Marysuecide

(The little death of the image)

If by photography we mean a captured instant, a stop motion, or a trace of the past, then  Mary Sue's photography has nothing to do with the photographer.

It doesn't  capture a single instant and never endeavours to prove that "such" reality has ever existed. Its aim is that of a picture generator ; it is the device that's designed to render visible what's surrounding and formatting its tool, its image, this Mary Sue, this mould.
It has nothing to do with the representation of reality, although...

In Mary Sue's photography, everything is calculated, sleek, and manipulated. Nothing move before, during and after the shoot. The image is dead beforehand. Nothing is left to chance in the framing, no surprise, no depth of field, everything sticks together : the literal image to its figurative sense, the content is glued to the form, but the image is nice and as reassuring as a lie.

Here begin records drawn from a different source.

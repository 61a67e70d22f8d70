//! Typed identifiers.
//!
//! Project, notebook, block and integration ids are all strings on the wire.
//! Distinct newtypes keep them from being mixed up in APIs.

use std::fmt;

use serde::{Deserialize, Serialize};

macro_rules! string_id {
    ($(#[$meta:meta])* $name:ident) => {
        $(#[$meta])*
        #[derive(Debug, Clone, Default, PartialEq, Eq, PartialOrd, Ord, Hash, Serialize, Deserialize)]
        #[serde(transparent)]
        pub struct $name(pub String);

        impl $name {
            pub fn new(id: impl Into<String>) -> Self {
                Self(id.into())
            }

            pub fn as_str(&self) -> &str {
                self.0.as_str()
            }
        }

        impl fmt::Display for $name {
            fn fmt(&self, f: &mut fmt::Formatter<'_>) -> fmt::Result {
                f.write_str(&self.0)
            }
        }

        impl From<&str> for $name {
            fn from(s: &str) -> Self {
                Self(s.to_string())
            }
        }

        impl From<String> for $name {
            fn from(s: String) -> Self {
                Self(s)
            }
        }
    };
}

string_id!(
    /// Stable project identifier.
    ProjectId
);
string_id!(
    /// Notebook identifier, unique within a project.
    NotebookId
);
string_id!(
    /// Author-assigned block identifier.
    BlockId
);
string_id!(
    /// Identifier of a data-source integration (SQL connection).
    IntegrationId
);

/// Ids are any non-empty string.
pub fn is_valid_id(value: &str) -> bool {
    !value.is_empty()
}
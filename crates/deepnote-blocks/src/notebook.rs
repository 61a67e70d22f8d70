//! Whole-notebook compilation.
//!
//! Blocks are visited in sorting-key order. Each block compiles independently:
//! a failure is recorded against that block and the rest still compile.

use serde::{Serialize, Serializer};
use tracing::{debug, warn};

use deepnote_core::model::{Block, BlockKind, Notebook};

use crate::errors::BlockError;
use crate::markdown::create_markdown;
use crate::python::{create_python_code, ExecutionContext};
use crate::registry::{classify, Family};

/// What a block compiled to.
#[derive(Debug, Clone, Copy, PartialEq, Eq, Serialize)]
#[serde(rename_all = "lowercase")]
pub enum OutputLanguage {
    Python,
    Markdown,
}

/// The result of compiling one block.
#[derive(Debug, Clone, PartialEq, Eq, Serialize)]
pub struct CompiledBlock {
    pub block_id: String,
    pub kind: BlockKind,
    /// `None` for kinds with no compiler.
    pub language: Option<OutputLanguage>,
    #[serde(serialize_with = "serialize_output")]
    pub output: Result<String, BlockError>,
}

impl CompiledBlock {
    pub fn is_ok(&self) -> bool {
        self.output.is_ok()
    }
}

fn serialize_output<S: Serializer>(output: &Result<String, BlockError>, s: S) -> Result<S::Ok, S::Error> {
    #[derive(Serialize)]
    #[serde(rename_all = "lowercase")]
    enum Out<'a> {
        Ok(&'a str),
        Error(String),
    }
    match output {
        Ok(text) => Out::Ok(text).serialize(s),
        Err(e) => Out::Error(e.to_string()).serialize(s),
    }
}

/// Compile one block with the compiler its kind selects.
pub fn compile_block(block: &Block, ctx: &ExecutionContext) -> CompiledBlock {
    let (language, output) = match classify(&block.kind) {
        Family::Code(_) => (Some(OutputLanguage::Python), create_python_code(block, ctx)),
        Family::Markup(_) => (Some(OutputLanguage::Markdown), create_markdown(block)),
        // Reported the way a Python-only consumer would see it.
        Family::Unsupported => (None, create_python_code(block, ctx)),
    };

    if let Err(e) = &output {
        warn!(block_id = %block.id, kind = %block.kind, error = %e, "block failed to compile");
    }

    CompiledBlock {
        block_id: block.id.to_string(),
        kind: block.kind.clone(),
        language,
        output,
    }
}

/// Compile every block of `notebook` in sorting-key order.
pub fn compile_notebook(notebook: &Notebook, ctx: &ExecutionContext) -> Vec<CompiledBlock> {
    let compiled: Vec<CompiledBlock> = notebook
        .blocks_in_order()
        .into_iter()
        .map(|b| compile_block(b, ctx))
        .collect();

    debug!(
        notebook_id = %notebook.id,
        blocks = compiled.len(),
        failed = compiled.iter().filter(|c| !c.is_ok()).count(),
        "compiled notebook"
    );
    compiled
}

The crucial stages of a fiction are always marked by intense moments. Thus, in the Mary Sue project, the character is systematically "committed to suicide" by its author at the end of each "chapter" which has staged it.

The first 7 Marysuecide produced in 2001 mark the beginning of a series that the artist has continued ever since, according to the adventures that make up all of his work.
These images, which can be taken as syntheses bringing together the stereotype that has just been scrutinized and the state of the character responsible for the codes that served the project, are the aesthetic result of all these excesses.

Thus presented as inert, served by the photographic medium and the immobility that characterizes it, Mary Sue offers a final image of herself, overdosed, jubilant. Worked like advertising still lifes, the Marysuecides are indigestible climaxes that are ending with the character and what it represents.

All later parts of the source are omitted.